Woodsman,
I've tried Tesseract 3.0, and TextBridge Classic 2.0, and from my experience TextBridge Classic 2.0 works better. I have also used
unpaper, and it worked very well. I am runing TextBridge in Wine. I've also used convert to take my JPG Camera Images of OLD Cookbooks
and convert to a format that TextBridge/Tesseract and unpaper work with.
There is an OCR program in Irfanview's Plugin's, but it is a lot slower than TextBridge.
Somewhere on my other Hard Drive I've got a detailed txt document on the process I use. It's also on the following Forum's:
http://ubuntuforums.org/showthread.p...light=cookbook
http://forums.fedoraforum.org/showthread.php?t=255946
http://forums.fedoraforum.org/showthread.php?t=255875
I'll keep searching.....
Method One........
1. Take Pictures of the Cookbook. (Or Scan the Cookbook to BMP's)
These JPG's or BMP's will have two CookBook pages on each image.
2. Convert the JPG's/BMP's to PBM's to allow making separate pages with unpaper.
Under ADVANCED select 1 Bit Black, NO Dithering, and NO Compression
convert P102004043.jpg image001.pbm -- or use Irfanview's Batch Convert for this
3. Use unpaper to make two pages of each PBM file.
unpaper --layout double --overwrite --deskew-scan-range 10 --output-pages 2 image%03d.pbm out%03d.pbm
rm image*.pbm -- remove un-necessary files
4. Convert the PBM to a TIF for Tesseract OCR.
convert out001.pbm out001.tif -- for one file
for i in `ls out*.pbm`; do convert $i ${i%.pbm}.tif ; done -- for multiple files
rm out*.pbm -- remove un-necessary files
5. Use Tesseract OCR to create the text file.
tesseract out001.tif out001 -- for one file
for i in `ls out*`; do tesseract $i ${i%.tif} ; done -- for multiple files
for i in $(ls out*.tif) ; do tesseract $i ${i%.tif} ; done -- for multiple files.
rm out*.tif -- remove un-necessary files
6. Create the Cookbook from all the converted pages.
cat out*.txt > CookBook.txt
rm out*.txt -- remove un-necessary files
7. Edit the CookBook Text file to correct the mistakes.
Script for processing Photo's taken of Cookbooks.

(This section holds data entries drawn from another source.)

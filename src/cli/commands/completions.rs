//! Completions command implementation.

use clap::CommandFactory;
use clap_complete::generate;

use crate::cli::args::{Cli, CompletionsArgs};
use crate::cli::commands::dispatcher::{Command, CommandResult};
use crate::error::Result;
use crate::ui::UserInterface;

/// The completions command implementation.
pub struct CompletionsCommand {
    args: CompletionsArgs,
}

impl CompletionsCommand {
    pub fn new(args: CompletionsArgs) -> Self {
        Self { args }
    }
}

impl Command for CompletionsCommand {
    fn execute(&self, _ui: &mut dyn UserInterface) -> Result<CommandResult> {
        let mut cmd = Cli::command();
        generate(self.args.shell, &mut cmd, "tether", &mut std::io::stdout());
        Ok(CommandResult::success())
    }
}

#[cfg(test)]
mod tests {
    use super::*;
    use clap_complete::Shell;

    #[test]
    fn generated_script_mentions_the_binary() {
        let mut buf = Vec::new();
        let mut cmd = Cli::command();
        generate(Shell::Bash, &mut cmd, "tether", &mut buf);

        let script = String::from_utf8(buf).unwrap();
        assert!(script.contains("tether"));
    }
}
//! Child processes with deadlines.
//!
//! Backends that shell out (git) must honor the caller-supplied fetch
//! timeout. [`run_with_deadline`] spawns the child, drains its output on
//! reader threads, and kills it when the deadline passes.

use std::io::{BufRead, BufReader, Read};
use std::process::{Command, Stdio};
use std::thread;
use std::time::{Duration, Instant};

use crate::fetch::FetchError;

/// Collected output of a finished child process.
#[derive(Debug)]
pub struct CommandOutput {
    /// Whether the child exited with status 0.
    pub success: bool,
    pub stdout: String,
    pub stderr: String,
}

/// Run a command, killing it if it outlives `timeout`.
pub fn run_with_deadline(cmd: &mut Command, timeout: Duration) -> Result<CommandOutput, FetchError> {
    let start = Instant::now();

    cmd.stdin(Stdio::null());
    cmd.stdout(Stdio::piped());
    cmd.stderr(Stdio::piped());

    let mut child = cmd.spawn()?;

    let stdout = child.stdout.take();
    let stderr = child.stderr.take();
    let stdout_handle = thread::spawn(move || read_all(stdout));
    let stderr_handle = thread::spawn(move || read_all(stderr));

    loop {
        match child.try_wait()? {
            Some(status) => {
                let stdout = stdout_handle.join().unwrap_or_default();
                let stderr = stderr_handle.join().unwrap_or_default();
                return Ok(CommandOutput {
                    success: status.success(),
                    stdout,
                    stderr,
                });
            }
            None => {
                if start.elapsed() >= timeout {
                    let _ = child.kill();
                    let _ = child.wait();
                    return Err(FetchError::Timeout);
                }
                thread::sleep(Duration::from_millis(25));
            }
        }
    }
}

fn read_all(pipe: Option<impl Read>) -> String {
    let Some(pipe) = pipe else {
        return String::new();
    };
    let reader = BufReader::new(pipe);
    let mut output = String::new();
    for line in reader.lines().map_while(Result::ok) {
        output.push_str(&line);
        output.push('\n');
    }
    output
}

/// Remaining-time bookkeeping for multi-command fetches.
///
/// Each command gets whatever is left of the overall budget; an exhausted
/// deadline is itself a timeout.
#[derive(Debug, Clone, Copy)]
pub struct Deadline {
    start: Instant,
    budget: Duration,
}

impl Deadline {
    pub fn new(budget: Duration) -> Self {
        Self {
            start: Instant::now(),
            budget,
        }
    }

    /// Time left, or `FetchError::Timeout` if none.
    pub fn remaining(&self) -> Result<Duration, FetchError> {
        let elapsed = self.start.elapsed();
        if elapsed >= self.budget {
            Err(FetchError::Timeout)
        } else {
            Ok(self.budget - elapsed)
        }
    }
}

https://help.ubuntu.com/community/OCR
Code:
#!/bin/sh
PAGES=100 # set to the number of pages in the PDF
SOURCE=book.pdf # set to the file name of the PDF
OUTPUT=book.txt # set to the final output file
RESOLUTION=600 # set to the resolution the scanner used (the higher, the better)
touch $OUTPUT
for i in `seq 1 $PAGES`; do
convert -monochrome -density $RESOLUTION $SOURCE\[$(($i - 1 ))\] page$i.tif
tesseract page$i.tif page$i
cat $OUTPUT page$i.txt > temp.txt
rm $OUTPUT
rm page$i.tif
rm page$i.txt
mv temp.txt $OUTPUT
done
Method Two........
1. Take Pictures of the Cookbook. (Or Scan the Cookbook at 600 DPI to BMP's)
These JPG's or BMP's will have two CookBook pages on each image.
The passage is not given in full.